López deja ver claro el nepotismo de esa casta oligárquica que ha vivido y vive del erario, mantenidos siempre por los colombianos en puestos diplomáticos, pues al país que llegara en el mundo siempre había allí un cónsul o embajador de la familia para atenderlos como ahora en todo el mundo atienden al vicepresidente Santos y a su corte payasesca. López hace referencia en sus mediocres escritos a la « servidumbre » al servicio de la familia y a la plebe colombiana con una desvergüenza en que nunca incurrirían la reina Isabel, los borbones, los Orleans o el Príncipe Ernesto de Hannover.
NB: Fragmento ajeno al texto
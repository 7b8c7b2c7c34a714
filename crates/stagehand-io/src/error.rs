// Copyright 2025 eraflo
//
// Licensed under the Apache License, Version 2.0 (the "License");
// you may not use this file except in compliance with the License.
// You may obtain a copy of the License at
//
//     http://www.apache.org/licenses/LICENSE-2.0
//
// Unless required by applicable law or agreed to in writing, software
// distributed under the License is distributed on an "AS IS" BASIS,
// WITHOUT WARRANTIES OR CONDITIONS OF ANY KIND, either express or implied.
// See the License for the specific language governing permissions and
// limitations under the License.

//! Error type for asset loading.

use stagehand_core::ResourceError;
use std::time::Duration;
use thiserror::Error;

/// Errors raised while requesting or decoding assets.
///
/// The type is `Clone` because a single decode outcome is delivered to every
/// caller that joined it.
#[derive(Error, Debug, Clone, PartialEq)]
pub enum LoadError {
    /// No loader is registered for the requested format tag.
    #[error("no loader registered for format '{format}'")]
    UnknownFormat {
        /// The requested tag.
        format: String,
    },

    /// The bytes could not be decoded.
    #[error("failed to decode '{path}': {reason}")]
    DecodeFailure {
        /// Source path.
        path: String,
        /// Decoder message.
        reason: String,
    },

    /// The bytes could not be read (missing file, I/O or network failure).
    #[error("failed to read '{path}': {reason}")]
    Source {
        /// Source path.
        path: String,
        /// Underlying message.
        reason: String,
    },

    /// The file uses a feature no installed codec can handle.
    #[error("'{path}' requires unsupported feature: {feature}")]
    UnsupportedFeature {
        /// Source path.
        path: String,
        /// What is missing.
        feature: String,
    },

    /// The loader was disposed and cannot be used again.
    #[error("loader for '{format}' has been disposed")]
    LoaderDisposed {
        /// The loader's tag.
        format: String,
    },

    /// The asset cache was disposed and cannot be used again.
    #[error("asset cache has been disposed")]
    CacheDisposed,

    /// The decode task ended without publishing a result (it panicked or
    /// the runtime shut down).
    #[error("decode task ended before publishing a result")]
    Interrupted,

    /// The caller stopped waiting. The decode itself keeps running.
    #[error("gave up waiting for '{path}' after {waited:?}")]
    TimedOut {
        /// Source path.
        path: String,
        /// How long the caller waited.
        waited: Duration,
    },

    /// A template could not produce a copy.
    #[error(transparent)]
    Resource(#[from] ResourceError),
}

impl LoadError {
    /// Builds a [`LoadError::DecodeFailure`].
    pub fn decode(path: &str, reason: impl std::fmt::Display) -> Self {
        LoadError::DecodeFailure {
            path: path.to_string(),
            reason: reason.to_string(),
        }
    }

    /// Returns `true` if issuing the same request again may succeed.
    pub fn is_retryable(&self) -> bool {
        matches!(
            self,
            LoadError::DecodeFailure { .. }
                | LoadError::Source { .. }
                | LoadError::Interrupted
                | LoadError::TimedOut { .. }
        )
    }
}
/// Per-object options recorded alongside each added node.
#[derive(Debug, Clone, PartialEq)]
pub struct AddOptions {
    /// The object casts shadows.
    pub cast_shadow: bool,
    /// The object receives shadows.
    pub receive_shadow: bool,
    /// Free-form tag for hosts that need to find objects again.
    pub tag: Option<String>,
}

impl Default for AddOptions {
    fn default() -> Self {
        Self {
            cast_shadow: true,
            receive_shadow: true,
            tag: None,
        }
    }
}

impl AddOptions {
    /// Builder for the tag.
    pub fn tagged(mut self, tag: impl Into<String>) -> Self {
        self.tag = Some(tag.into());
        self
    }
}

/// Fog state.
#[derive(Debug, Clone, Copy, PartialEq)]
pub struct Fog {
    /// Fog color.
    pub color: LinearRgba,
    /// Start distance.
    pub near: f32,
    /// Opaque distance.
    pub far: f32,
    /// Exponential-squared density. `0` means linear between `near` and
    /// `far`.
    pub density: f32,
}

/// What is drawn behind the scene.
#[derive(Debug, Clone, Copy, PartialEq)]
pub enum Background {
    /// Nothing; the clear color of the surface shows through.
    None,
    /// A solid color.
    Color(LinearRgba),
    /// The bound environment map.
    Environment,
}

/// The environment map a scene samples from. The scene only references the
/// map; the [`EnvironmentBuilder`](crate::EnvironmentBuilder) owns it.
#[derive(Debug, Clone, Copy, PartialEq)]
pub struct EnvironmentBinding {
    /// Handle of the map.
    pub map: GpuHandle,
    /// Reflection intensity.
    pub intensity: f32,
    /// Rotation around the vertical axis, in radians.
    pub rotation: f32,
    /// Background blurriness.
    pub blur: f32,
    /// The map is also used as background.
    pub as_background: bool,
}

#[derive(Debug)]
struct SceneEntry {
    node: SceneNode,
    options: AddOptions,
}

/// Owns one scene graph and everything added to it.
///
/// Objects are tracked by the [`NodeId`] of their root, so two structurally
/// identical nodes are still two entries. The container owns the GPU handles
/// of every node added to it and releases them on [`SceneContainer::remove`]
/// or [`Disposable::dispose`].
pub struct SceneContainer {
    name: String,
    device: Arc<dyn RenderDevice>,
    entries: Vec<SceneEntry>,
    settings: SceneSettings,
    fog: Option<Fog>,
    background: Background,
    shadows_enabled: bool,
    exposure: f32,
    environment: Option<EnvironmentBinding>,
    disposed: bool,
}
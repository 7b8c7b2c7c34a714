// Copyright 2025 eraflo
//
// Licensed under the Apache License, Version 2.0 (the "License");
// you may not use this file except in compliance with the License.
// You may obtain a copy of the License at
//
//     http://www.apache.org/licenses/LICENSE-2.0
//
// Unless required by applicable law or agreed to in writing, software
// distributed under the License is distributed on an "AS IS" BASIS,
// WITHOUT WARRANTIES OR CONDITIONS OF ANY KIND, either express or implied.
// See the License for the specific language governing permissions and
// limitations under the License.

//! Environment maps: baking, the procedural fallback and scene binding.
//!
//! A bake requests the source image from the [`AssetCache`], uploads a
//! working copy, runs it through a [`PrefilterGenerator`] and releases both
//! the generator and the working copy before the map is returned. Only the
//! map itself outlives the bake.
//!
//! Each builder also owns a sun and an ambient light that travel with the
//! environment. They stay inactive until a map is installed.

use crate::config::EnvironmentOptions;
use crate::scene::{EnvironmentBinding, SceneContainer};
use stagehand_core::asset::Asset;
use stagehand_core::math::Vec3;
use stagehand_core::resource::{Disposable, GpuHandle, ReleaseSet, RenderDevice, ResourceKind};
use stagehand_core::scene::{Light, TextureData};
use stagehand_io::{AssetCache, LoadError};
use std::f32::consts::PI;
use std::path::Path;
use std::sync::Arc;

/// Height of the first mip level; the width is twice that.
pub const DEFAULT_BASE_HEIGHT: u32 = 64;

/// Upper bound on the length of a mip chain.
pub const MAX_MIP_LEVELS: usize = 6;

const AMBIENT_TERM: f32 = 0.5;
const KEY_LIGHT_TERM: f32 = 0.5;
const KEY_LIGHT_POSITION: Vec3 = Vec3::new(5.0, 5.0, 5.0);

/// The cache format tag used for an environment source, from its extension.
pub fn environment_format(path: &str) -> Option<&'static str> {
    let extension = Path::new(path).extension()?.to_str()?.to_ascii_lowercase();
    match extension.as_str() {
        "hdr" => Some("rgbe"),
        "exr" => Some("exr"),
        "png" | "jpg" | "jpeg" => Some("texture"),
        _ => None,
    }
}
Los López, involucrados siempre de abuelos a nietos en negociados como los de la Handel y La Libertad, y que han tenido dos presidentes, se han creído la familia real colombiana como lo muestran los escritos de este delfín en la Colombia jerárquica de los años 30 y 40 cuando recorría Europa y hacía estudios en París. Pero los López no son los únicos, pues hay otras familias como los Gómez, los Santos, los Santodomingo, los Pastrana, los Lleras, los Samper, los Holguín, y otras más que son y han sido los vampiros que han chupado del país y puesto a Colombia donde está, sembrada de odio y miseria.
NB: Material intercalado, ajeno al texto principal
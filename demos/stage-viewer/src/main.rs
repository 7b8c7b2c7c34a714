// Copyright 2025 eraflo
//
// Licensed under the Apache License, Version 2.0 (the "License");
// you may not use this file except in compliance with the License.
// You may obtain a copy of the License at
//
//     http://www.apache.org/licenses/LICENSE-2.0
//
// Unless required by applicable law or agreed to in writing, software
// distributed under the License is distributed on an "AS IS" BASIS,
// WITHOUT WARRANTIES OR CONDITIONS OF ANY KIND, either express or implied.
// See the License for the specific language governing permissions and
// limitations under the License.

// Stagehand stage viewer
// Loads a config (or builds a default one), runs a few frames per stage and
// tears everything down, logging what the renderer would receive.

use anyhow::Result;
use stagehand_core::params::{ParamSet, ParamValue};
use stagehand_core::resource::{Disposable, RenderDevice, ResourceLedger};
use stagehand_io::{AssetCache, AssetSource, MemorySource};
use stagehand_stage::{
    AddOptions, RenderSubmitter, RenderView, StageConfig, StageCoordinator, StagehandConfig,
};
use std::sync::Arc;

const FRAMES_PER_STAGE: usize = 3;

const PYRAMID_OBJ: &str = "\
o pyramid
v -1 0 -1
v 1 0 -1
v 1 0 1
v -1 0 1
v 0 1.5 0
f 1 2 3 4
f 1 2 5
f 2 3 5
f 3 4 5
f 4 1 5
";

/// Logs each submitted frame instead of drawing it.
struct LogSubmitter {
    frames: usize,
}

impl RenderSubmitter for LogSubmitter {
    fn submit(&mut self, view: RenderView<'_>) {
        self.frames += 1;
        log::info!(
            "frame {} | stage '{}' | {} objects | {} lights | camera at {:?} | environment {}",
            self.frames,
            view.stage,
            view.scene.len(),
            view.lighting.len() + view.environment_lights.map_or(0, |_| 2),
            view.camera.position,
            view.environment.map_or("none", |map| map.label()),
        );
    }
}

fn default_config() -> StagehandConfig {
    let mut config = StagehandConfig::default();
    config.stages.insert(
        "showroom".to_string(),
        StageConfig::default().with_controls("auto_orbit"),
    );
    config.stages.insert(
        "gallery".to_string(),
        StageConfig::default()
            .with_environment_preset("pointe_sunset_03")
            .with_camera("wide_shot"),
    );
    config.active_stage = Some("showroom".to_string());
    config
}

#[tokio::main]
async fn main() -> Result<()> {
    use env_logger::{Builder, Env};

    Builder::from_env(Env::default().default_filter_or("info")).init();

    // --- Configuration: a RON file from argv, or the built-in walkthrough ---
    let (config, source): (StagehandConfig, Arc<dyn AssetSource>) =
        match std::env::args().nth(1) {
            Some(path) => {
                let config = StagehandConfig::load(&path)?;
                let source: Arc<dyn AssetSource> = Arc::new(config.loaders.file_source());
                (config, source)
            }
            None => {
                let memory = MemorySource::new();
                memory.insert("models/pyramid.obj", PYRAMID_OBJ);
                let source: Arc<dyn AssetSource> = Arc::new(memory);
                (default_config(), source)
            }
        };

    let ledger = Arc::new(ResourceLedger::new());
    let device: Arc<dyn RenderDevice> = ledger.clone();
    let cache = Arc::new(AssetCache::with_default_loaders(
        source,
        device,
        &config.loaders,
    ));
    log::info!("Registered formats: {}", cache.formats().join(", "));

    // --- Stages ---
    let mut stages = StageCoordinator::from_config(Arc::clone(&cache), &config)?;
    stages.set_submitter(Box::new(LogSubmitter { frames: 0 }));
    let names: Vec<String> = stages.stage_names().iter().map(|s| s.to_string()).collect();

    for name in &names {
        stages.prepare_environment(name).await?;
        if let Some(map) = stages.stage(name).and_then(|s| s.environment().current()) {
            if let Some(reason) = map.fallback_reason() {
                log::warn!("Stage '{name}' uses the procedural sky: {reason}");
            }
        }

        let key = ParamSet::new().with("intensity", ParamValue::Float(2.5));
        if let Some(stage) = stages.stage_mut(name) {
            let (environment, scene) = stage.environment_and_scene_mut();
            environment.update_parameters(1.2, 0.25, 1.1, scene);
            stage.lighting_mut().add_light("key", "directional", &key)?;
            stage.lighting_mut().add_light("fill", "ambient", &ParamSet::new())?;
        }

        match stages
            .load_into(name, "obj", "models/pyramid.obj", AddOptions::default())
            .await
        {
            Ok(id) => log::info!("Loaded pyramid into '{name}' as {id:?}"),
            Err(e) => log::warn!("Could not load the pyramid into '{name}': {e}"),
        }

        let plinth = stages.components().instantiate("box", "physical")?;
        if let Some(scene) = stages.scene_mut(name) {
            scene.add(plinth, AddOptions::default().tagged("plinth"));
        }
    }

    // --- Frames ---
    stages.resize(1920, 1080);
    for name in &names {
        stages.set_active_stage(name);
        for _ in 0..FRAMES_PER_STAGE {
            stages.update(1.0 / 60.0);
        }
    }

    // --- Teardown ---
    stages.dispose();
    cache.dispose();
    log::info!(
        "Shutdown complete: {} allocations, {} still live",
        ledger.allocation_count(),
        ledger.live_count()
    );
    Ok(())
}
// Copyright 2025 eraflo
//
// Licensed under the Apache License, Version 2.0 (the "License");
// you may not use this file except in compliance with the License.
// You may obtain a copy of the License at
//
//     http://www.apache.org/licenses/LICENSE-2.0
//
// Unless required by applicable law or agreed to in writing, software
// distributed under the License is distributed on an "AS IS" BASIS,
// WITHOUT WARRANTIES OR CONDITIONS OF ANY KIND, either express or implied.
// See the License for the specific language governing permissions and
// limitations under the License.

//! Error type for stage composition.

use crate::components::ComponentKind;
use stagehand_core::ResourceError;
use stagehand_io::LoadError;
use thiserror::Error;

/// Errors raised by stages and the managers they compose.
///
/// Disposal never produces one of these: releasing twice is absorbed, not
/// reported.
#[derive(Error, Debug)]
pub enum StageError {
    /// `create_stage` was called with a name already in use.
    #[error("a stage named '{name}' already exists")]
    DuplicateStage {
        /// The rejected name.
        name: String,
    },

    /// An operation named a stage that does not exist.
    #[error("no stage named '{name}'")]
    UnknownStage {
        /// The requested name.
        name: String,
    },

    /// `instantiate` named a component that is not registered.
    #[error("no {kind} component named '{name}'")]
    MissingComponent {
        /// Which registry was searched.
        kind: ComponentKind,
        /// The requested name.
        name: String,
    },

    /// `add_light` named a light type that has no template.
    #[error("unknown light type '{light_type}'")]
    UnknownLightType {
        /// The requested type.
        light_type: String,
    },

    /// The template holds something that cannot be placed in a scene graph.
    #[error("'{label}' is a {kind} and cannot be added to a scene")]
    NotDrawable {
        /// Label of the template.
        label: String,
        /// Kind of asset it holds.
        kind: &'static str,
    },

    /// Requesting the asset failed.
    #[error(transparent)]
    Load(#[from] LoadError),

    /// A template could not be instantiated.
    #[error(transparent)]
    Resource(#[from] ResourceError),

    /// A configuration file could not be read or parsed.
    #[error("invalid configuration: {0}")]
    Config(String),

    /// The owner was used after being disposed.
    #[error("used after dispose")]
    Disposed,
}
Los arribistas y los áulicos del poder que merodean en las embajadas del mundo y en los mejores puestos públicos, « al servicio de la patria», tratan de moldearse a imagen y semejanza de esas familias supuestamente « nobles » del país, que con el apellido creen tener la presidencia, los ministerios y las embajadas garantizados de generación en generación hasta el fin de los días. Todos ellos descienden en su mayoría de arrieros, mineros, campesinos, comerciantes, artesanos, pillos, aventureros, estafadores, regentadoras de burdeles y maleantes que edificaron por desgracia una nacionalidad de asesinos y ladrones forjados en guerras civiles y luchas de clanes por el botín en la profunda Colombia del siglo XIX. Que esa oligarquía colombiana no venga a meternos el cuento de que tienen alcurnia, pues sólo se han autoforjado esa historia en su larga borrachera de poder y robo del presupuesto.
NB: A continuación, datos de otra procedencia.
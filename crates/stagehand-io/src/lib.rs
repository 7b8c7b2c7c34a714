// Copyright 2025 eraflo
//
// Licensed under the Apache License, Version 2.0 (the "License");
// you may not use this file except in compliance with the License.
// You may obtain a copy of the License at
//
//     http://www.apache.org/licenses/LICENSE-2.0
//
// Unless required by applicable law or agreed to in writing, software
// distributed under the License is distributed on an "AS IS" BASIS,
// WITHOUT WARRANTIES OR CONDITIONS OF ANY KIND, either express or implied.
// See the License for the specific language governing permissions and
// limitations under the License.

//! # Stagehand IO
//!
//! Turns `(format, path)` requests into cached [`ResourceTemplate`]s.
//!
//! The pieces, bottom up:
//!
//! - [`source`]: where bytes come from ([`FileSource`], [`MemorySource`]).
//! - [`decoders`]: one synchronous [`Decoder`] per file format.
//! - [`loader`]: [`FormatLoader`], the async per-format contract, and
//!   [`CachedLoader`], which wraps a decoder with a local pending/ready cache
//!   and hands every caller its own copy.
//! - [`registry`]: the format tag to loader map.
//! - [`cache`]: [`AssetCache`], the application-wide deduplicating cache.
//!
//! Both caches are built on [`InFlightMap`], which guarantees that a key is
//! decoded at most once while a decode is in flight and that every waiter
//! observes the same outcome.
//!
//! [`ResourceTemplate`]: stagehand_core::asset::ResourceTemplate

#![warn(missing_docs)]

pub mod cache;
pub mod config;
pub mod decoders;
pub mod error;
pub mod inflight;
pub mod loader;
pub mod registry;
pub mod source;

pub use cache::{AssetCache, CacheKey};
pub use config::LoaderConfig;
pub use decoders::Decoder;
pub use error::LoadError;
pub use inflight::{EntryState, InFlightMap, LoadStats};
pub use loader::{CachedLoader, FormatLoader};
pub use registry::LoaderRegistry;
pub use source::{AssetSource, FileSource, MemorySource};
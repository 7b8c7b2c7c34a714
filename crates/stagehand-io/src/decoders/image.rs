// Copyright 2025 eraflo
//
// Licensed under the Apache License, Version 2.0 (the "License");
// you may not use this file except in compliance with the License.
// You may obtain a copy of the License at
//
//     http://www.apache.org/licenses/LICENSE-2.0
//
// Unless required by applicable law or agreed to in writing, software
// distributed under the License is distributed on an "AS IS" BASIS,
// WITHOUT WARRANTIES OR CONDITIONS OF ANY KIND, either express or implied.
// See the License for the specific language governing permissions and
// limitations under the License.

//! Image decoders, for plain textures and HDR environment sources.

use super::Decoder;
use crate::error::LoadError;
use ::image::ImageFormat;
use stagehand_core::asset::Asset;
use stagehand_core::resource::RenderDevice;
use stagehand_core::scene::{Texture, TextureData, TextureMapping};
use std::sync::Arc;

/// Which family of image a decoder accepts.
#[derive(Debug, Clone, Copy, PartialEq, Eq)]
pub enum ImageKind {
    /// PNG, JPEG and the other 8-bit formats, kept in sRGB.
    Ldr,
    /// Radiance RGBE (`.hdr`), decoded to linear float.
    Rgbe,
    /// OpenEXR, decoded to linear float.
    Exr,
}

/// Decodes a single image into a texture.
///
/// HDR sources are tagged with equirectangular mapping, since they are
/// almost always environment panoramas.
#[derive(Debug, Clone, Copy)]
pub struct ImageDecoder {
    kind: ImageKind,
}

impl ImageDecoder {
    /// A decoder for `kind`.
    pub fn new(kind: ImageKind) -> Self {
        Self { kind }
    }
}

impl Decoder for ImageDecoder {
    fn decode(
        &self,
        path: &str,
        bytes: &[u8],
        device: &dyn RenderDevice,
    ) -> Result<Asset, LoadError> {
        let decoded = match self.kind {
            ImageKind::Ldr => ::image::load_from_memory(bytes),
            ImageKind::Rgbe => ::image::load_from_memory_with_format(bytes, ImageFormat::Hdr),
            ImageKind::Exr => ::image::load_from_memory_with_format(bytes, ImageFormat::OpenExr),
        }
        .map_err(|e| LoadError::decode(path, format!("failed to decode image: {e}")))?;

        let (data, mapping) = match self.kind {
            ImageKind::Ldr => {
                let rgba = decoded.to_rgba8();
                let (width, height) = rgba.dimensions();
                (
                    TextureData::rgba8(width, height, rgba.into_raw()),
                    TextureMapping::Uv,
                )
            }
            ImageKind::Rgbe | ImageKind::Exr => {
                let rgb = decoded.to_rgb32f();
                let (width, height) = rgb.dimensions();
                let texels: &[[f32; 3]] = bytemuck::cast_slice(rgb.as_raw().as_slice());
                (
                    TextureData::rgb32f(width, height, texels),
                    TextureMapping::Equirectangular,
                )
            }
        };
        log::debug!(
            "Decoded {:?} image '{}' ({}x{})",
            self.kind,
            path,
            data.width,
            data.height
        );
        Ok(Asset::Texture(Arc::new(Texture::new(
            device,
            path,
            Arc::new(data),
            mapping,
        ))))
    }
}

#[cfg(test)]
mod tests {
    use super::*;
    use ::image::{DynamicImage, Rgba, RgbaImage};
    use stagehand_core::resource::ResourceLedger;
    use stagehand_core::scene::TextureFormat;
    use std::io::Cursor;

    fn png_bytes() -> Vec<u8> {
        let image = RgbaImage::from_pixel(4, 2, Rgba([255, 0, 0, 255]));
        let mut bytes = Vec::new();
        DynamicImage::ImageRgba8(image)
            .write_to(&mut Cursor::new(&mut bytes), ImageFormat::Png)
            .unwrap();
        bytes
    }

    #[test]
    fn test_ldr_decodes_png() {
        let ledger = ResourceLedger::new();

        let asset = ImageDecoder::new(ImageKind::Ldr)
            .decode("albedo.png", &png_bytes(), &ledger)
            .unwrap();

        match asset {
            Asset::Texture(texture) => {
                assert_eq!((texture.data().width, texture.data().height), (4, 2));
                assert_eq!(texture.data().format, TextureFormat::Rgba8Srgb);
                assert_eq!(texture.mapping, TextureMapping::Uv);
            }
            other => panic!("unexpected asset {}", other.kind_name()),
        }
    }

    #[test]
    fn test_rgbe_rejects_png_bytes() {
        let ledger = ResourceLedger::new();
        let result = ImageDecoder::new(ImageKind::Rgbe).decode("sky.hdr", &png_bytes(), &ledger);
        assert!(matches!(result, Err(LoadError::DecodeFailure { .. })));
        assert_eq!(ledger.allocation_count(), 0);
    }

    #[test]
    fn test_garbage_is_a_decode_failure() {
        let ledger = ResourceLedger::new();
        let result = ImageDecoder::new(ImageKind::Ldr).decode("x.png", b"not an image", &ledger);
        assert!(matches!(result, Err(LoadError::DecodeFailure { .. })));
    }
}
Esta pulsión es el síntoma del gran mal colombiano, de los verdaderos y profundos problemas de nuestra sociedad injusta, colonial, jerárquica, de castas. Todos los colombianos somos víctimas de nuestra propia historia y esa patología sigue viva a comienzos del siglo XXI en tiempo de nuevos delfines y clases emergentes. En el fondo las familias principescas colombianas son sólo unos pobres reyezuelos abusivos de un país con 20 millones de pobres, ocho millones de indigentes, cuatro millones de desplazados y miles de muertos en las fosas comunes esperando el esclarecimiento de sus desapariciones a manos de los paramilitares. Por mucho esfuerzo que hagan, los López, Santos, Gómez, Pastrana, Holguín, Samper, Lleras y demás oligarcas colombianos no llegarán nunca a ser como los Windsor, los Borbon, los Hannover o los Orleans, pues sólo son a lo máximo pillos de una banana república tercermundista.